**Task to carry out**
Everything from the line with "never used as a" to the end of the data is to be retyped exactly, and nothing else.

---+---

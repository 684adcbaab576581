//! Asymmetric key material.
//!
//! Public keys are raw 32-byte X25519 encodings, the fixed export format both
//! peers agree on. Secret material is zeroized on drop and never printed.

use std::fmt;

use zeroize::{Zeroize, ZeroizeOnDrop, Zeroizing};

use crate::KEY_SIZE;

/// Size of a raw X25519 public key
pub const PUBLIC_KEY_SIZE: usize = 32;

/// X25519 public key.
#[derive(Clone, Copy, PartialEq, Eq, Hash)]
pub struct PublicKey([u8; PUBLIC_KEY_SIZE]);

impl PublicKey {
    /// Wrap raw key bytes.
    pub fn from_bytes(bytes: [u8; PUBLIC_KEY_SIZE]) -> Self {
        Self(bytes)
    }

    /// Raw key bytes.
    pub fn to_bytes(self) -> [u8; PUBLIC_KEY_SIZE] {
        self.0
    }

    /// Borrow the raw key bytes.
    pub fn as_bytes(&self) -> &[u8; PUBLIC_KEY_SIZE] {
        &self.0
    }
}

impl fmt::Debug for PublicKey {
    fn fmt(&self, f: &mut fmt::Formatter<'_>) -> fmt::Result {
        f.write_str("PublicKey(")?;
        for byte in &self.0[..8] {
            write!(f, "{byte:02x}")?;
        }
        f.write_str("..)")
    }
}

/// X25519 secret scalar.
#[derive(Zeroize, ZeroizeOnDrop)]
pub struct SecretKey([u8; KEY_SIZE]);

impl SecretKey {
    /// Wrap raw secret bytes.
    pub fn from_bytes(bytes: [u8; KEY_SIZE]) -> Self {
        Self(bytes)
    }

    /// Borrow the raw secret bytes. Only providers should need this.
    pub fn as_bytes(&self) -> &[u8; KEY_SIZE] {
        &self.0
    }
}

impl fmt::Debug for SecretKey {
    fn fmt(&self, f: &mut fmt::Formatter<'_>) -> fmt::Result {
        f.write_str("SecretKey(<redacted>)")
    }
}

/// Public and secret halves of an X25519 keypair.
#[derive(Debug)]
pub struct Keypair {
    /// Shareable half
    pub public: PublicKey,
    /// Secret half
    pub secret: SecretKey,
}

/// Raw Diffie-Hellman output. Input keying material only; never used as a
/// key directly.
pub struct SharedSecret(Zeroizing<[u8; KEY_SIZE]>);

impl SharedSecret {
    /// Wrap a DH output.
    pub fn from_bytes(bytes: [u8; KEY_SIZE]) -> Self {
        Self(Zeroizing::new(bytes))
    }

    /// Borrow the shared secret bytes.
    pub fn as_bytes(&self) -> &[u8; KEY_SIZE] {
        &self.0
    }
}

#[cfg(test)]
mod tests {
    use super::*;

    #[test]
    fn public_key_debug_is_truncated() {
        let key = PublicKey::from_bytes([0xAB; 32]);
        assert_eq!(format!("{key:?}"), "PublicKey(abababababababab..)");
    }

    #[test]
    fn secret_key_debug_is_redacted() {
        let key = SecretKey::from_bytes([0x42; 32]);
        let rendered = format!("{key:?}");
        assert!(!rendered.contains("42"));
    }
}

---+---

**Completed exercise**
/// Raw Diffie-Hellman output. Input keying material only; never used as a
/// key directly.
pub struct SharedSecret(Zeroizing<[u8; KEY_SIZE]>);

impl SharedSecret {
    /// Wrap a DH output.
    pub fn from_bytes(bytes: [u8; KEY_SIZE]) -> Self {
        Self(Zeroizing::new(bytes))
    }

    /// Borrow the shared secret bytes.
    pub fn as_bytes(&self) -> &[u8; KEY_SIZE] {
        &self.0
    }
}

#[cfg(test)]
mod tests {
    use super::*;

    #[test]
    fn public_key_debug_is_truncated() {
        let key = PublicKey::from_bytes([0xAB; 32]);
        assert_eq!(format!("{key:?}"), "PublicKey(abababababababab..)");
    }

    #[test]
    fn secret_key_debug_is_redacted() {
        let key = SecretKey::from_bytes([0x42; 32]);
        let rendered = format!("{key:?}");
        assert!(!rendered.contains("42"));
    }
}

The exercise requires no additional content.